## 🚀 Summary of the Book in Three Points

- Show different representations of the same concept you're teaching, not everyone thinks or visualizes Math the same way you do; therefore, pictures, graphs, tables and many more things can be used to supplement the abstract mathematical signs and symbols already on your board.
- Always have students justify their answers, whether they're right or wrong, because the point is to encourage them to think through their thought process rather than to jump to the answer and hear only a "correct" or "wrong" from the teacher.
- Use skills used in literacy classes for Math, make them think through their answers, make predictions, inferences, formulate sentences and make sure the sentences are precise. Last but not least, make sure the classroom is Math language-rich, constantly bringing up newly learning words in newer and newer contexts. More often than not, difficulties in Mathematics are language-related rather than arithmetic-based.

## 🙋🏽♂️ Who should read it?

This book is great for both Math and non-Math teachers alike, and all people who have some sort of "teaching" role in any aspects of their lives.

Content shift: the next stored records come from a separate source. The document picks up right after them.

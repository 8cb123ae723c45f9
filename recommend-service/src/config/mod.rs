use crate::models::AggregationStrategy;
use serde::Deserialize;
use std::env;

#[derive(Debug, Clone, Deserialize)]
pub struct EngineConfig {
    pub preference: PreferenceConfig,
    pub collaborative: CollaborativeConfig,
    pub diversity: DiversityConfig,
    pub cache: CacheConfig,
    pub search: SearchConfig,
    pub weights: DefaultWeights,
    /// Seed for the engine RNG. Fixed seeds make runs reproducible; `None`
    /// seeds from entropy.
    pub rng_seed: Option<u64>,
}

#[derive(Debug, Clone, Deserialize)]
pub struct PreferenceConfig {
    /// Most recent likes considered when aggregating taste vectors.
    pub max_likes: usize,
    /// Most recent dislikes considered by the balanced strategy.
    pub max_dislikes: usize,
    /// E-folding time for time-decayed weighting, in days.
    pub decay_days: f32,
    /// Dislike magnitude relative to a like in the balanced strategy.
    /// Tunable heuristic, not a law.
    pub dislike_damping: f32,
    /// Aggregation strategy used by the engine for recommendations.
    pub strategy: AggregationStrategy,
}

#[derive(Debug, Clone, Deserialize)]
pub struct CollaborativeConfig {
    /// Minimum Jaccard similarity for a user to count as similar.
    pub min_jaccard: f32,
    /// Cap on the similar-user neighborhood.
    pub max_similar_users: usize,
}

#[derive(Debug, Clone, Deserialize)]
pub struct DiversityConfig {
    /// Scale applied to the diversity adjustment before it moves a score.
    pub diversity_boost: f32,
    /// Bounded uniform jitter scale; 0 disables all randomness.
    pub randomness_factor: f32,
    /// Max selected items sharing one category.
    pub max_per_category: usize,
    /// Max selected items sharing one brand.
    pub max_per_brand: usize,
    /// Recent interactions inspected to learn over-represented facets.
    pub history_window: usize,
}

#[derive(Debug, Clone, Deserialize)]
pub struct CacheConfig {
    pub preference_ttl_secs: u64,
    pub recommendations_ttl_secs: u64,
    pub max_entries: usize,
}

#[derive(Debug, Clone, Deserialize)]
pub struct SearchConfig {
    /// Candidate pool cap for the brute-force fallback scan.
    pub brute_force_pool: usize,
    /// Per-scorer over-fetch multiplier applied to the request limit.
    pub candidate_multiplier: usize,
}

#[derive(Debug, Clone, Deserialize)]
pub struct DefaultWeights {
    pub vector: f32,
    pub collaborative: f32,
    pub content: f32,
}

impl Default for EngineConfig {
    fn default() -> Self {
        Self {
            preference: PreferenceConfig {
                max_likes: 10,
                max_dislikes: 5,
                decay_days: 30.0,
                dislike_damping: 0.5,
                strategy: AggregationStrategy::TimeWeighted,
            },
            collaborative: CollaborativeConfig {
                min_jaccard: 0.3,
                max_similar_users: 10,
            },
            diversity: DiversityConfig {
                diversity_boost: 0.3,
                randomness_factor: 0.2,
                max_per_category: 2,
                max_per_brand: 2,
                history_window: 20,
            },
            cache: CacheConfig {
                preference_ttl_secs: 300,
                recommendations_ttl_secs: 180,
                max_entries: 4096,
            },
            search: SearchConfig {
                brute_force_pool: 500,
                candidate_multiplier: 2,
            },
            weights: DefaultWeights {
                vector: 0.4,
                collaborative: 0.3,
                content: 0.3,
            },
            rng_seed: None,
        }
    }
}

fn env_parse<T: std::str::FromStr>(key: &str, default: T) -> T {
    env::var(key)
        .ok()
        .and_then(|v| v.parse().ok())
        .unwrap_or(default)
}

impl EngineConfig {
    /// Load configuration from environment variables, falling back to the
    /// defaults above for anything unset or unparsable.
    pub fn from_env() -> Self {
        dotenvy::dotenv().ok();
        let defaults = Self::default();

        Self {
            preference: PreferenceConfig {
                max_likes: env_parse("PREFERENCE_MAX_LIKES", defaults.preference.max_likes),
                max_dislikes: env_parse("PREFERENCE_MAX_DISLIKES", defaults.preference.max_dislikes),
                decay_days: env_parse("PREFERENCE_DECAY_DAYS", defaults.preference.decay_days),
                dislike_damping: env_parse(
                    "PREFERENCE_DISLIKE_DAMPING",
                    defaults.preference.dislike_damping,
                ),
                strategy: match env::var("PREFERENCE_STRATEGY").as_deref() {
                    Ok("plain") => AggregationStrategy::Plain,
                    Ok("balanced") => AggregationStrategy::Balanced,
                    Ok("time_weighted") => AggregationStrategy::TimeWeighted,
                    _ => defaults.preference.strategy,
                },
            },
            collaborative: CollaborativeConfig {
                min_jaccard: env_parse("COLLAB_MIN_JACCARD", defaults.collaborative.min_jaccard),
                max_similar_users: env_parse(
                    "COLLAB_MAX_SIMILAR_USERS",
                    defaults.collaborative.max_similar_users,
                ),
            },
            diversity: DiversityConfig {
                diversity_boost: env_parse("DIVERSITY_BOOST", defaults.diversity.diversity_boost),
                randomness_factor: env_parse(
                    "DIVERSITY_RANDOMNESS",
                    defaults.diversity.randomness_factor,
                ),
                max_per_category: env_parse(
                    "DIVERSITY_MAX_PER_CATEGORY",
                    defaults.diversity.max_per_category,
                ),
                max_per_brand: env_parse(
                    "DIVERSITY_MAX_PER_BRAND",
                    defaults.diversity.max_per_brand,
                ),
                history_window: env_parse(
                    "DIVERSITY_HISTORY_WINDOW",
                    defaults.diversity.history_window,
                ),
            },
            cache: CacheConfig {
                preference_ttl_secs: env_parse(
                    "CACHE_PREFERENCE_TTL_SECS",
                    defaults.cache.preference_ttl_secs,
                ),
                recommendations_ttl_secs: env_parse(
                    "CACHE_RECOMMENDATIONS_TTL_SECS",
                    defaults.cache.recommendations_ttl_secs,
                ),
                max_entries: env_parse("CACHE_MAX_ENTRIES", defaults.cache.max_entries),
            },
            search: SearchConfig {
                brute_force_pool: env_parse("SEARCH_BRUTE_FORCE_POOL", defaults.search.brute_force_pool),
                candidate_multiplier: env_parse(
                    "SEARCH_CANDIDATE_MULTIPLIER",
                    defaults.search.candidate_multiplier,
                ),
            },
            weights: DefaultWeights {
                vector: env_parse("WEIGHT_VECTOR", defaults.weights.vector),
                collaborative: env_parse("WEIGHT_COLLABORATIVE", defaults.weights.collaborative),
                content: env_parse("WEIGHT_CONTENT", defaults.weights.content),
            },
            rng_seed: env::var("ENGINE_RNG_SEED").ok().and_then(|v| v.parse().ok()),
        }
    }
}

While the book constantly refers to mathematical terms, it's more focused on the delivery of the lesson than the subject of Math itself, and that lends this book to be one that can be used in a transdisciplinary manner.

## 🔍 How I discovered it

I discovered this book through a personal development seminar in which the book's author assigned me to read this book.

## ☘️ How it changed me

While it changed me as Math teacher, it also changed me as a general educator. When someone doesn't understand your point, you should find different ways to represent those points to better close the gap between the teaching and learning gap

## Notes

#### Try to move beyond having the "one right answer", and focus more on the reasoning process

- When we learn addition, we learn to add by saying 9+9 is just counting up 9 more to get 18. But you can also reason that 9+9 is equal to (9+1) +(9-1) or in simpler terms, take away 1 from one of the nines and give it to the other 9 to make it a simple looking 10, to make life easier when adding.

#### Small choices don't make much of a difference at the time, but add up over the long-term.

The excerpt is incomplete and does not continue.